Embeddings

Embeddings & FTS5: Auto Mode and Repair

Overview - YAMS can automatically generate embeddings and index document content on add. - Embeddings are stored in the vector database; text content is indexed in SQLite FTS5. - Both paths are best‑effort and non‑blocking to keep ingestion fast.

Auto Embeddings on Add - Toggle via config: set in ~/.config/yams/config.toml. - Section [embeddings] keys: - auto_on_add = "true|false" — when true, new adds queue background embedding. - preferred_model and model_path optionally control model selection/loading. - Behavior: - yams add and daemon directory indexing call embeddings asynchronously when enabled. - Extraction + FTS5 indexing still run immediately during add (for supported formats).

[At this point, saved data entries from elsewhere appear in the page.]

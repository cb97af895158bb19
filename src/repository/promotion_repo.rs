// ==========================================
// 便利店智能补货系统 - 促销仓储
// ==========================================
// 依据: Prediction_Engine_Specs_v1.2.md - 6. 促销阶段调整
// 职责: 促销期间读取,批次级缓存构建
// ==========================================

use crate::db::open_sqlite_connection;
use crate::domain::inventory::PromotionPeriod;
use crate::repository::error::{RepositoryError, RepositoryResult};
use chrono::NaiveDate;
use rusqlite::{params, Connection};
use std::collections::HashMap;
use std::sync::{Arc, Mutex};

pub struct PromotionRepository {
    conn: Arc<Mutex<Connection>>,
}

impl PromotionRepository {
    /// 创建新的 PromotionRepository 实例
    pub fn new(db_path: &str) -> RepositoryResult<Self> {
        let conn = open_sqlite_connection(db_path)?;
        Ok(Self {
            conn: Arc::new(Mutex::new(conn)),
        })
    }

    /// 从已有连接创建仓储实例
    pub fn from_connection(conn: Arc<Mutex<Connection>>) -> Self {
        Self { conn }
    }

    fn get_conn(&self) -> RepositoryResult<std::sync::MutexGuard<Connection>> {
        self.conn
            .lock()
            .map_err(|e| RepositoryError::LockError(e.to_string()))
    }

    /// 批量加载与区间 [range_start, range_end] 有交集的促销期间
    ///
    /// # 用途
    /// - 批次级促销缓存: 既覆盖目标日（阶段判定）,
    ///   也覆盖历史窗口（估计器对促销日降权）
    pub fn load_periods_overlapping(
        &self,
        store_id: &str,
        range_start: NaiveDate,
        range_end: NaiveDate,
    ) -> RepositoryResult<HashMap<String, Vec<PromotionPeriod>>> {
        let conn = self.get_conn()?;

        let mut stmt = conn.prepare(
            r#"
            SELECT item_code, start_date, end_date, promo_type
            FROM promotion
            WHERE store_id = ?1 AND end_date >= ?2 AND start_date <= ?3
            ORDER BY item_code, start_date
            "#,
        )?;
        let rows = stmt.query_map(params![store_id, range_start, range_end], |row| {
            Ok(PromotionPeriod {
                item_code: row.get(0)?,
                start_date: row.get(1)?,
                end_date: row.get(2)?,
                promo_type: row.get(3)?,
            })
        })?;

        let mut map: HashMap<String, Vec<PromotionPeriod>> = HashMap::new();
        for row in rows {
            let p = row?;
            map.entry(p.item_code.clone()).or_default().push(p);
        }
        Ok(map)
    }
}
// ==========================================
// 便利店智能补货系统 - 商品主数据仓储
// ==========================================
// 依据: Field_Mapping_Spec_v1.2.md - product 表
// 红线: Repository 不含业务逻辑,只负责数据访问
// ==========================================

use crate::db::open_sqlite_connection;
use crate::domain::product::ProductInfo;
use crate::repository::error::{RepositoryError, RepositoryResult};
use rusqlite::{params, Connection, OptionalExtension};
use std::sync::{Arc, Mutex};

pub struct ProductRepository {
    conn: Arc<Mutex<Connection>>,
}

impl ProductRepository {
    /// 创建新的 ProductRepository 实例
    pub fn new(db_path: &str) -> RepositoryResult<Self> {
        let conn = open_sqlite_connection(db_path)?;
        Ok(Self {
            conn: Arc::new(Mutex::new(conn)),
        })
    }

    /// 从已有连接创建仓储实例
    pub fn from_connection(conn: Arc<Mutex<Connection>>) -> Self {
        Self { conn }
    }

    fn get_conn(&self) -> RepositoryResult<std::sync::MutexGuard<Connection>> {
        self.conn
            .lock()
            .map_err(|e| RepositoryError::LockError(e.to_string()))
    }

    /// 按单品代码查询商品主数据
    ///
    /// # 返回
    /// - Ok(Some(ProductInfo)): 找到记录
    /// - Ok(None): 单品不存在（预测应返回"无结果",不是错误）
    pub fn find(&self, store_id: &str, item_code: &str) -> RepositoryResult<Option<ProductInfo>> {
        let conn = self.get_conn()?;

        let product = conn
            .query_row(
                r#"
                SELECT item_code, item_name, category_code, shelf_life_days,
                       order_unit, lead_time_days, orderable_weekdays,
                       sell_price, margin_rate
                FROM product
                WHERE store_id = ?1 AND item_code = ?2
                "#,
                params![store_id, item_code],
                |row| {
                    Ok(ProductInfo {
                        item_code: row.get(0)?,
                        item_name: row.get(1)?,
                        category_code: row.get(2)?,
                        shelf_life_days: row.get(3)?,
                        order_unit: row.get(4)?,
                        lead_time_days: row.get(5)?,
                        orderable_weekdays: row.get::<_, i64>(6)? as u8,
                        sell_price: row.get(7)?,
                        margin_rate: row.get(8)?,
                    })
                },
            )
            .optional()?;

        Ok(product)
    }

    /// 查询门店全部可订货单品代码（批次默认输入）
    pub fn list_item_codes(&self, store_id: &str) -> RepositoryResult<Vec<String>> {
        let conn = self.get_conn()?;

        let mut stmt = conn.prepare(
            "SELECT item_code FROM product WHERE store_id = ?1 ORDER BY item_code",
        )?;
        let rows = stmt.query_map(params![store_id], |row| row.get::<_, String>(0))?;

        let mut codes = Vec::new();
        for row in rows {
            codes.push(row?);
        }
        Ok(codes)
    }
}
// ==========================================
// 便利店智能补货系统 - 销售领域模型
// ==========================================
// 依据: AutoOrder_Master_Spec.md - PART C 数据与状态体系
// 依据: Prediction_Engine_Specs_v1.2.md - 2. 需求估计输入
// ==========================================

use chrono::NaiveDate;
use serde::{Deserialize, Serialize};

// ==========================================
// DailySalesRow - 日历完整窗口中的一天
// ==========================================
// 红线: stock_qty 的 None（当日无采集记录）与 Some(0)（确认断货）
//       语义不同,插补只对后者生效
#[derive(Debug, Clone, Serialize, Deserialize)]
pub struct DailySalesRow {
    pub sale_date: NaiveDate,
    pub sale_qty: f64,            // 销量（无记录日补 0）
    pub stock_qty: Option<f64>,   // 日末库存; None=当日无记录
    pub has_record: bool,         // 数据库中是否存在当日行
    pub order_qty: f64,           // 当日订货量
    pub received_qty: f64,        // 当日到货量
    pub waste_qty: f64,           // 当日废弃量
}

impl DailySalesRow {
    /// 无记录日的占位行
    pub fn absent(date: NaiveDate) -> Self {
        Self {
            sale_date: date,
            sale_qty: 0.0,
            stock_qty: None,
            has_record: false,
            order_qty: 0.0,
            received_qty: 0.0,
            waste_qty: 0.0,
        }
    }

    /// 是否为确认断货日（有记录且日末库存为 0）
    pub fn is_confirmed_stockout(&self) -> bool {
        self.has_record && matches!(self.stock_qty, Some(s) if s <= 0.0)
    }

    /// 当日是否可认为"有库存可卖"
    ///
    /// 无记录日语义模糊,按"有库存"处理,避免对慢销品过度衰减
    pub fn had_stock_available(&self) -> bool {
        match self.stock_qty {
            Some(s) => s > 0.0 || self.sale_qty > 0.0,
            None => true,
        }
    }
}

// ==========================================
// WeekdayStats - 按星期聚合的销售统计
// ==========================================
// 用途: 食品类 DB 学习星期系数 / 酒类策略内重算星期系数
#[derive(Debug, Clone, Default, Serialize, Deserialize)]
pub struct WeekdayStats {
    /// 各星期平均销量（index 0=周一 ... 6=周日）
    pub avg_by_weekday: [f64; 7],
    /// 各星期样本天数
    pub days_by_weekday: [i32; 7],
    /// 全窗口平均销量
    pub overall_avg: f64,
}

impl WeekdayStats {
    /// 指定星期的学习系数（样本不足返回 None）
    ///
    /// # 参数
    /// - weekday_index: 0=周一 ... 6=周日
    /// - min_days: 该星期最少样本天数
    pub fn learned_coefficient(&self, weekday_index: usize, min_days: i32) -> Option<f64> {
        if weekday_index >= 7 {
            return None;
        }
        if self.days_by_weekday[weekday_index] < min_days || self.overall_avg <= 0.0 {
            return None;
        }
        Some(self.avg_by_weekday[weekday_index] / self.overall_avg)
    }
}

// ==========================================
// TobaccoEventStats - 香烟事件统计
// ==========================================
// 整条购买（单日大额销量）与完全售罄事件频率,驱动香烟安全库存
#[derive(Debug, Clone, Default, Serialize, Deserialize)]
pub struct TobaccoEventStats {
    pub window_days: i32,      // 统计窗口天数
    pub carton_days: i32,      // 整条购买日数（单日销量 ≥ 整条阈值）
    pub sellout_days: i32,     // 完全售罄日数（日末库存=0 且有销量）
}

#[cfg(test)]
mod tests {
    use super::*;

    #[test]
    fn test_confirmed_stockout_vs_absent() {
        let d = NaiveDate::from_ymd_opt(2024, 6, 3).unwrap();
        let stockout = DailySalesRow {
            sale_date: d,
            sale_qty: 0.0,
            stock_qty: Some(0.0),
            has_record: true,
            order_qty: 0.0,
            received_qty: 0.0,
            waste_qty: 0.0,
        };
        let absent = DailySalesRow::absent(d);

        assert!(stockout.is_confirmed_stockout());
        assert!(!absent.is_confirmed_stockout());
        // 无记录日按"有库存"处理
        assert!(absent.had_stock_available());
        assert!(!stockout.had_stock_available());
    }

    #[test]
    fn test_learned_coefficient_requires_samples() {
        let mut stats = WeekdayStats::default();
        stats.overall_avg = 10.0;
        stats.avg_by_weekday[4] = 15.0;
        stats.days_by_weekday[4] = 2;

        assert!(stats.learned_coefficient(4, 3).is_none());
        stats.days_by_weekday[4] = 3;
        assert_eq!(stats.learned_coefficient(4, 3), Some(1.5));
    }
}
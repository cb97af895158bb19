// ==========================================
// 便利店智能补货系统 - 预测决策记录
// ==========================================
// 依据: AutoOrder_Master_Spec.md - PART C 数据与状态体系
// 依据: Prediction_Engine_Specs_v1.2.md - 7. 决策记录全字段
// 红线: 决策记录是输出单位也是测试断言单位,字段不可省略
// ==========================================

use crate::domain::types::{
    CategoryGroup, ConfidenceLevel, ModelType, PendingSource, PromotionPhase, ShelfLifeGroup,
    SkipReason, StockSource,
};
use chrono::{DateTime, NaiveDate, Utc};
use serde::{Deserialize, Serialize};

// ==========================================
// QualityFlags - 数据质量标志
// ==========================================
#[derive(Debug, Clone, Default, PartialEq, Serialize, Deserialize)]
pub struct QualityFlags {
    pub imputed_days: i32,        // 断货插补天数
    pub absent_days: i32,         // 无记录天数
    pub outliers_removed: i32,    // 离群剔除点数
    pub feature_blended: bool,    // 是否融合滚动/滞后特征
    pub intermittent: bool,       // 间歇性需求
    pub highly_intermittent: bool, // 高度间歇性需求
}

// ==========================================
// CoefficientTrace - 系数应用轨迹
// ==========================================
// 固定应用顺序: 节假日 → 绝对气温 → 气温差 → 食品温度交叉
//              → 星期 → 季节 → 关联提升 → 趋势 → 复合下限钳制
#[derive(Debug, Clone, PartialEq, Serialize, Deserialize)]
pub struct CoefficientTrace {
    pub holiday: f64,
    pub temperature_abs: f64,
    pub temperature_delta: f64,
    pub food_temperature_cross: f64,
    pub weekday: f64,
    pub weekday_learned: bool, // 星期系数是否来自 DB 学习值
    pub season: f64,
    pub association: f64,      // 关联提升（≥1.0）
    pub trend: f64,
    pub floor_clamped: bool,   // 是否触发 15% 复合下限
}

impl Default for CoefficientTrace {
    fn default() -> Self {
        Self {
            holiday: 1.0,
            temperature_abs: 1.0,
            temperature_delta: 1.0,
            food_temperature_cross: 1.0,
            weekday: 1.0,
            weekday_learned: false,
            season: 1.0,
            association: 1.0,
            trend: 1.0,
            floor_clamped: false,
        }
    }
}

// ==========================================
// CategoryPattern - 品类策略结果（标签联合）
// ==========================================
// 红线: 每次预测恰好一个变体生效
#[derive(Debug, Clone, PartialEq, Serialize, Deserialize)]
#[serde(tag = "pattern", rename_all = "SCREAMING_SNAKE_CASE")]
pub enum CategoryPattern {
    Tobacco {
        carton_buffer: f64,        // 整条购买缓冲
        sellout_multiplier: f64,   // 售罄频率乘数
        max_stock: f64,            // 硬性库存上限
        available_space: f64,      // 可用空间 = 上限 - 库存 - 预定
    },
    Food {
        shelf_life_group: ShelfLifeGroup,
        safety_days: f64,
        disuse_coefficient: f64,   // 动态学习的废弃系数
        gap_consumption: f64,      // 配送间隔消耗量
        data_source: String,       // 废弃系数来源（LEARNED / DEFAULT）
    },
    Beer {
        weekday_coefficient: f64,  // 策略内重算的星期系数
        safety_days: f64,
        max_stock: f64,
    },
    Soju {
        weekday_coefficient: f64,
        safety_days: f64,
        max_stock: f64,
    },
    Ramen {
        safety_days: f64,
        bundle_aware: bool,        // 按捆销售修正
    },
    Beverage {
        safety_days: f64,
        temperature_sensitive: bool,
    },
    Frozen {
        safety_days: f64,
        max_stock: f64,
    },
    InstantMeal {
        safety_days: f64,
        meal_time_weighted: bool,
    },
    Dessert {
        safety_days: f64,
        weekend_boost: f64,
    },
    Snack {
        safety_days: f64,
    },
    GeneralAlcohol {
        safety_days: f64,
        slow_mover: bool,
    },
    DailyNecessity {
        safety_days: f64,
        turnover_level: i32,
    },
    GeneralMerchandise {
        safety_days: f64,
        turnover_level: i32,
    },
    Default {
        shelf_life_group: ShelfLifeGroup,
        safety_days: f64,
        turnover_multiplier: f64,
    },
    None,
}

impl CategoryPattern {
    /// 所属品类组（用于决策记录展示）
    pub fn group(&self) -> CategoryGroup {
        match self {
            CategoryPattern::Tobacco { .. } => CategoryGroup::Tobacco,
            CategoryPattern::Food { .. } => CategoryGroup::Food,
            CategoryPattern::Beer { .. } => CategoryGroup::Beer,
            CategoryPattern::Soju { .. } => CategoryGroup::Soju,
            CategoryPattern::Ramen { .. } => CategoryGroup::Ramen,
            CategoryPattern::Beverage { .. } => CategoryGroup::Beverage,
            CategoryPattern::Frozen { .. } => CategoryGroup::Frozen,
            CategoryPattern::InstantMeal { .. } => CategoryGroup::InstantMeal,
            CategoryPattern::Dessert { .. } => CategoryGroup::Dessert,
            CategoryPattern::Snack { .. } => CategoryGroup::Snack,
            CategoryPattern::GeneralAlcohol { .. } => CategoryGroup::GeneralAlcohol,
            CategoryPattern::DailyNecessity { .. } => CategoryGroup::DailyNecessity,
            CategoryPattern::GeneralMerchandise { .. } => CategoryGroup::GeneralMerchandise,
            CategoryPattern::Default { .. } | CategoryPattern::None => CategoryGroup::Default,
        }
    }
}

// ==========================================
// PredictionResult - 单品订货决策记录
// ==========================================
#[derive(Debug, Clone, Serialize, Deserialize)]
pub struct PredictionResult {
    // ===== 标识 =====
    pub prediction_id: String,     // UUID
    pub store_id: String,
    pub item_code: String,
    pub item_name: String,
    pub category_code: i64,
    pub category_group: CategoryGroup,
    pub target_date: NaiveDate,

    // ===== 需求估计 =====
    pub raw_predicted_qty: f64,    // 系数前点估计
    pub adjusted_qty: f64,         // 系数后需求
    pub data_days: i32,
    pub confidence: ConfidenceLevel,
    pub quality: QualityFlags,
    pub coefficients: CoefficientTrace,

    // ===== 库存状态 =====
    pub current_stock: f64,
    pub pending_qty: f64,
    pub stock_source: StockSource,
    pub pending_source: PendingSource,
    pub stock_is_stale: bool,

    // ===== 策略结果 =====
    pub safety_stock: f64,
    pub stock_cap: Option<f64>,
    pub category_pattern: CategoryPattern,
    pub skip_reason: Option<SkipReason>,

    // ===== 最终决策 =====
    pub promotion_phase: PromotionPhase,
    pub model_type: ModelType,
    pub order_qty: i64,            // 最终订货量（≥0,订货倍数的整数倍）

    // ===== 审计 =====
    pub created_at: DateTime<Utc>,
}

impl PredictionResult {
    /// 是否产生实际订货
    pub fn has_order(&self) -> bool {
        self.order_qty > 0
    }
}
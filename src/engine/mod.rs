// ==========================================
// 便利店智能补货系统 - 引擎层
// ==========================================
// 依据: AutoOrder_Master_Spec.md - PART B 决策流水线
// ==========================================
// 分层: 库存裁决 → 需求估计 → 系数管线 → 品类策略
//       → 订货量求解;融合/反馈为显式可选能力;
//       差异诊断为离线旁路
// ==========================================

pub mod category;
pub mod coefficient;
pub mod demand_estimator;
pub mod discrepancy;
pub mod ensemble;
pub mod features;
pub mod feedback;
pub mod inventory_resolver;
pub mod order_solver;
pub mod outlier;
pub mod predictor;

pub use category::CategoryPolicyRouter;
pub use coefficient::CoefficientPipeline;
pub use demand_estimator::DemandEstimator;
pub use discrepancy::StockDiscrepancyDiagnoser;
pub use ensemble::EnsembleBlender;
pub use feedback::FeedbackAdjuster;
pub use inventory_resolver::InventoryResolver;
pub use order_solver::OrderQuantitySolver;
pub use predictor::{BatchContext, BatchPredictionOutcome, OrderPredictor};

use crate::repository::error::RepositoryError;
use thiserror::Error;

// ==========================================
// EngineError - 引擎层错误
// ==========================================
#[derive(Debug, Error)]
pub enum EngineError {
    #[error("仓储错误: {0}")]
    Repository(#[from] RepositoryError),

    #[error("配置错误: {0}")]
    Config(String),

    #[error("内部错误: {0}")]
    Internal(#[from] anyhow::Error),
}
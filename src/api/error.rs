// ==========================================
// 便利店智能补货系统 - API 层错误
// ==========================================

use crate::engine::EngineError;
use crate::repository::error::RepositoryError;
use thiserror::Error;

#[derive(Debug, Error)]
pub enum ApiError {
    #[error("引擎错误: {0}")]
    Engine(#[from] EngineError),

    #[error("仓储错误: {0}")]
    Repository(#[from] RepositoryError),

    #[error("配置加载失败: {0}")]
    Config(String),

    #[error("数据库连接失败: {0}")]
    Database(#[from] rusqlite::Error),

    #[error("导出失败: {0}")]
    Export(#[from] csv::Error),

    #[error("IO 错误: {0}")]
    Io(#[from] std::io::Error),
}

pub type ApiResult<T> = Result<T, ApiError>;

FTS5 Indexing - When available in the SQLite build, YAMS indexes extracted text into documents_fts. - DocumentService indexes FTS5 during add; directory add uses the same storage path. - Searching uses hybrid keyword (FTS5) + semantic (vector) ranking when configured.

Repair and Rebuild - CLI supports targeted repair flows: - yams repair --embeddings — generates missing embeddings for stored documents. - yams repair --fts5 — rebuilds FTS5 entries (delete/insert) using robust extraction. - Daemon RepairCoordinator also performs a best‑effort FTS5 reindex for documents it fixes embeddings for.

Notes - Embedding and FTS5 operations degrade gracefully: failures are logged and skipped. - Batch sizes and retries are conservative to avoid blocking foreground operations.

Embedding Dimension Source of Truth - Single key: set embeddings.embedding_dim in ~/.config/yams/config.toml. - Runtime precedence: config > env (YAMS_EMBED_DIM) > generator > heuristic. - The daemon derives vector DB schema and in-memory index dimensions from this single value to prevent drift.